© 2024 Blaze Media LLC. All rights reserved.
Brave Georgia man removes 7-foot alligator from playground area with his bare hands
Jaimie Tuchman/Getty Images

Brave Georgia man removes 7-foot alligator from playground area with his bare hands

One Georgia man literally took the safety of his local community into his own hands earlier this week when he dragged a seven-foot alligator by the tail away from playground equipment and sent it back into the water.

Marquell T. White spotted a gator in the brush near some playground equipment in Bowles C. Ford Park in Savannah, Georgia, and was worried about the danger it posed to others. So he managed to cover the gator's eyes with what appears to be a long-sleeved shirt, snuck around behind the gator, grabbed its tail, and just started dragging, despite the gator's frequent thrashings.
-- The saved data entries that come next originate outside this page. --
//! Server-to-client notification fan-out.

use std::sync::Arc;
use tracing::{debug, warn};

use crate::error::{Error, Result};
use crate::mcp::protocol::{ListKind, Notification};
use crate::mcp::session::SessionRegistry;

/// Publishes notifications to one session or to all of them.
#[derive(Clone, Debug)]
pub struct NotificationHub {
    registry: Arc<SessionRegistry>,
}

impl NotificationHub {
    pub fn new(registry: Arc<SessionRegistry>) -> Self {
        Self { registry }
    }

    pub fn registry(&self) -> &Arc<SessionRegistry> {
        &self.registry
    }

    /// Deliver to a single session.
    pub async fn notify(&self, session_id: &str, notification: Notification) -> Result<()> {
        let session = self
            .registry
            .get(session_id)
            .await
            .ok_or_else(|| Error::SessionNotFound(session_id.to_string()))?;
        debug!(session_id = %session_id, method = %notification.method, "Notifying session");
        session.deliver(notification)
    }

    /// Deliver to every registered session. Returns the number reached.
    pub async fn broadcast_notify(&self, notification: Notification) -> Result<usize> {
        debug!(method = %notification.method, "Broadcasting notification");
        self.registry.broadcast(&notification).await
    }

    /// Fire-and-forget `<kind>/list/changed` broadcast.
    ///
    /// Failures are logged and swallowed so they never fail the mutation
    /// that triggered them.
    pub async fn list_changed(&self, kind: ListKind) {
        if let Err(e) = self.broadcast_notify(Notification::list_changed(kind)).await {
            warn!("{} list change not fully delivered: {}", kind.as_str(), e);
        }
    }
}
Once the gator was safely in the water, White celebrated his victory. "I got it! I'm a monster!" he told the person filming the video.

White later told reporters that he didn't know what he was doing, but he did know that what he was doing was risky.

"It was a healthy fear. I respected the power that I knew the gator had," he said.

And while White was relieved that, for the moment, that particular gator was no longer much of a danger to park goers, he remains concerned about lapses in park maintenance which enabled a gator to hide itself in the brush in the first place.

"But it wasn't just the fact that the gator was there," he said, "because gators come and go. You couldn't see the gator because of the grass and the foliage."

White now hopes that city authorities will prioritize park safety by regularly mowing and removing brush so that people may be aware of alligators and other dangerous animals lurking in the area.

City alderwoman Alicia Miller-Blakely agrees.

“This park should’ve been developed back in the ‘80′s,” she said. “Somebody dropped the ball.”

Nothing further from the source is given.